__INPUT FOR THIS TASK__.
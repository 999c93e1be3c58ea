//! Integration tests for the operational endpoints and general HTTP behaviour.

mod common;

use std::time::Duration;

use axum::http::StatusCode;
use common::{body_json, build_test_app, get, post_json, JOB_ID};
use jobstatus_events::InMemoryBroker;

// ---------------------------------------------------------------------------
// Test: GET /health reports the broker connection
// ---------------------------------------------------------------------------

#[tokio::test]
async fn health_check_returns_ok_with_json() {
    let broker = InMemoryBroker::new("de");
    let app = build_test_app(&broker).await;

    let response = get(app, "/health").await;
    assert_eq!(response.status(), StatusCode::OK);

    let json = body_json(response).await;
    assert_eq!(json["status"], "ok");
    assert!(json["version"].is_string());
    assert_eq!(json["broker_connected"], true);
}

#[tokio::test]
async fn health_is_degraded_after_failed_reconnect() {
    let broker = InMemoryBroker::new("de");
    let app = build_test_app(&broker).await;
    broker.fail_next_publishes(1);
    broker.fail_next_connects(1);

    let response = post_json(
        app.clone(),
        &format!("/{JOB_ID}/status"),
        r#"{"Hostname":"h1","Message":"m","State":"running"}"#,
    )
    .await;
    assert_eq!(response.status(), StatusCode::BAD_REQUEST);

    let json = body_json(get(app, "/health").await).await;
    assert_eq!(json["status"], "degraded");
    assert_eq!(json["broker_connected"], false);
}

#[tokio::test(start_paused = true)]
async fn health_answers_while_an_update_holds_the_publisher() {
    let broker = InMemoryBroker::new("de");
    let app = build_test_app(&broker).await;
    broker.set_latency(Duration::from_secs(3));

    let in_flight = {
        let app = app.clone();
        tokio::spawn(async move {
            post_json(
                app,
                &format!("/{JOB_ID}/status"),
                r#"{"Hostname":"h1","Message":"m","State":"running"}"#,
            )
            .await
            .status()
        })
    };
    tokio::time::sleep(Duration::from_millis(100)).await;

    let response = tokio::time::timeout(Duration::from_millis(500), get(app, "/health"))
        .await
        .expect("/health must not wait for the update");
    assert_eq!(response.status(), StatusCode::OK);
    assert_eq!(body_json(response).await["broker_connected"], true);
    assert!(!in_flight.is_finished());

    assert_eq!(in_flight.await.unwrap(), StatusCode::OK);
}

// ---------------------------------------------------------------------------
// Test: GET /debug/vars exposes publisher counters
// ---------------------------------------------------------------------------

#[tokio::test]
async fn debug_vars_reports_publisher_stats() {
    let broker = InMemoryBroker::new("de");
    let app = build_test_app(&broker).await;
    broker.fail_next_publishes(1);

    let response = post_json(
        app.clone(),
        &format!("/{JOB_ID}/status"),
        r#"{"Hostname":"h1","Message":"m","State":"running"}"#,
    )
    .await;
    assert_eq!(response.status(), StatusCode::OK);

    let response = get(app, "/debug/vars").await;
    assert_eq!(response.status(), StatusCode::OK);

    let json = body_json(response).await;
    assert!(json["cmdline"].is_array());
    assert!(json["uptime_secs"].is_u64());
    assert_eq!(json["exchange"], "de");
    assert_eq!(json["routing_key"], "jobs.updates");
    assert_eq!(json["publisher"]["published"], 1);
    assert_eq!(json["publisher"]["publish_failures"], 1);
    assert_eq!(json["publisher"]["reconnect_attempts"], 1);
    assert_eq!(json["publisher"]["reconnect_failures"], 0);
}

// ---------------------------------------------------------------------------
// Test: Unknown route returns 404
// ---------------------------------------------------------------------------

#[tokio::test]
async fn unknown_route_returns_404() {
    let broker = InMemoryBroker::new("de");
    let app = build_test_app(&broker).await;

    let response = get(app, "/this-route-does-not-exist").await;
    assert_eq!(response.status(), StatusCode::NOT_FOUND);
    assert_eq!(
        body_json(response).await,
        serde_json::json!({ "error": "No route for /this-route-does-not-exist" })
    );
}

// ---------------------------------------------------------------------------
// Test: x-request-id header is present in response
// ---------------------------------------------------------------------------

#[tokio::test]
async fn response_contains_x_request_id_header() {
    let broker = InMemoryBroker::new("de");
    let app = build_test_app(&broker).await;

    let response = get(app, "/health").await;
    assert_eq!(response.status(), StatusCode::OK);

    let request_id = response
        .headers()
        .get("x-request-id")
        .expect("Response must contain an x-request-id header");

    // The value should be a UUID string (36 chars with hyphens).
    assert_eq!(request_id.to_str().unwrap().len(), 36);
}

__TASK PROMPT__.
Please restate the data word for word, every record included.

__EXERCISE SOLUTION__.
repository 999c93e1be3c58ea
//! Integration tests for the operational endpoints and general HTTP behaviour.

mod common;

use std::time::Duration;

use axum::http::StatusCode;
use common::{body_json, build_test_app, get, post_json, JOB_ID};
use jobstatus_events::InMemoryBroker;

// ---------------------------------------------------------------------------
// Test: GET /health reports the broker connection
// ---------------------------------------------------------------------------

#[tokio::test]
async fn health_check_returns_ok_with_json() {
    let broker = InMemoryBroker::new("de");
    let app = build_test_app(&broker).await;

    let response = get(app, "/health").await;
    assert_eq!(response.status(), StatusCode::OK);

    let json = body_json(response).await;
    assert_eq!(json["status"], "ok");
    assert!(json["version"].is_string());
    assert_eq!(json["broker_connected"], true);
}

#[tokio::test]
async fn health_is_degraded_after_failed_reconnect() {
    let broker = InMemoryBroker::new("de");
    let app = build_test_app(&broker).await;
    broker.fail_next_publishes(1);
    broker.fail_next_connects(1);

    let response = post_json(
        app.clone(),
        &format!("/{JOB_ID}/status"),
        r#"{"Hostname":"h1","Message":"m","State":"running"}"#,
    )
    .await;
    assert_eq!(response.status(), StatusCode::BAD_REQUEST);

    let json = body_json(get(app, "/health").await).await;
    assert_eq!(json["status"], "degraded");
    assert_eq!(json["broker_connected"], false);
}

#[tokio::test(start_paused = true)]
async fn health_answers_while_an_update_holds_the_publisher() {
    let broker = InMemoryBroker::new("de");
    let app = build_test_app(&broker).await;
    broker.set_latency(Duration::from_secs(3));

    let in_flight = {
        let app = app.clone();
        tokio::spawn(async move {
            post_json(
                app,
                &format!("/{JOB_ID}/status"),
                r#"{"Hostname":"h1","Message":"m","State":"running"}"#,
            )
            .await
            .status()
        })
    };
    tokio::time::sleep(Duration::from_millis(100)).await;

    let response = tokio::time::timeout(Duration::from_millis(500), get(app, "/health"))
        .await
        .expect("/health must not wait for the update");
    assert_eq!(response.status(), StatusCode::OK);
    assert_eq!(body_json(response).await["broker_connected"], true);
    assert!(!in_flight.is_finished());

    assert_eq!(in_flight.await.unwrap(), StatusCode::OK);
}

// ---------------------------------------------------------------------------
// Test: GET /debug/vars exposes publisher counters
// ---------------------------------------------------------------------------

#[tokio::test]
async fn debug_vars_reports_publisher_stats() {
    let broker = InMemoryBroker::new("de");
    let app = build_test_app(&broker).await;
    broker.fail_next_publishes(1);

    let response = post_json(
        app.clone(),
        &format!("/{JOB_ID}/status"),
        r#"{"Hostname":"h1","Message":"m","State":"running"}"#,
    )
    .await;
    assert_eq!(response.status(), StatusCode::OK);

    let response = get(app, "/debug/vars").await;
    assert_eq!(response.status(), StatusCode::OK);

    let json = body_json(response).await;
    assert!(json["cmdline"].is_array());
    assert!(json["uptime_secs"].is_u64());
    assert_eq!(json["exchange"], "de");
    assert_eq!(json["routing_key"], "jobs.updates");
    assert_eq!(json["publisher"]["published"], 1);
    assert_eq!(json["publisher"]["publish_failures"], 1);
    assert_eq!(json["publisher"]["reconnect_attempts"], 1);
    assert_eq!(json["publisher"]["reconnect_failures"], 0);
}

// ---------------------------------------------------------------------------
// Test: Unknown route returns 404
// ---------------------------------------------------------------------------

#[tokio::test]
async fn unknown_route_returns_404() {
    let broker = InMemoryBroker::new("de");
    let app = build_test_app(&broker).await;

    let response = get(app, "/this-route-does-not-exist").await;
    assert_eq!(response.status(), StatusCode::NOT_FOUND);
    assert_eq!(
        body_json(response).await,
        serde_json::json!({ "error": "No route for /this-route-does-not-exist" })
    );
}

// ---------------------------------------------------------------------------
// Test: x-request-id header is present in response
// ---------------------------------------------------------------------------

#[tokio::test]
async fn response_contains_x_request_id_header() {
    let broker = InMemoryBroker::new("de");
    let app = build_test_app(&broker).await;

    let response = get(app, "/health").await;
    assert_eq!(response.status(), StatusCode::OK);

    let request_id = response
        .headers()
        .get("x-request-id")
        .expect("Response must contain an x-request-id header");

    // The value should be a UUID string (36 chars with hyphens).
    assert_eq!(request_id.to_str().unwrap().len(), 36);
}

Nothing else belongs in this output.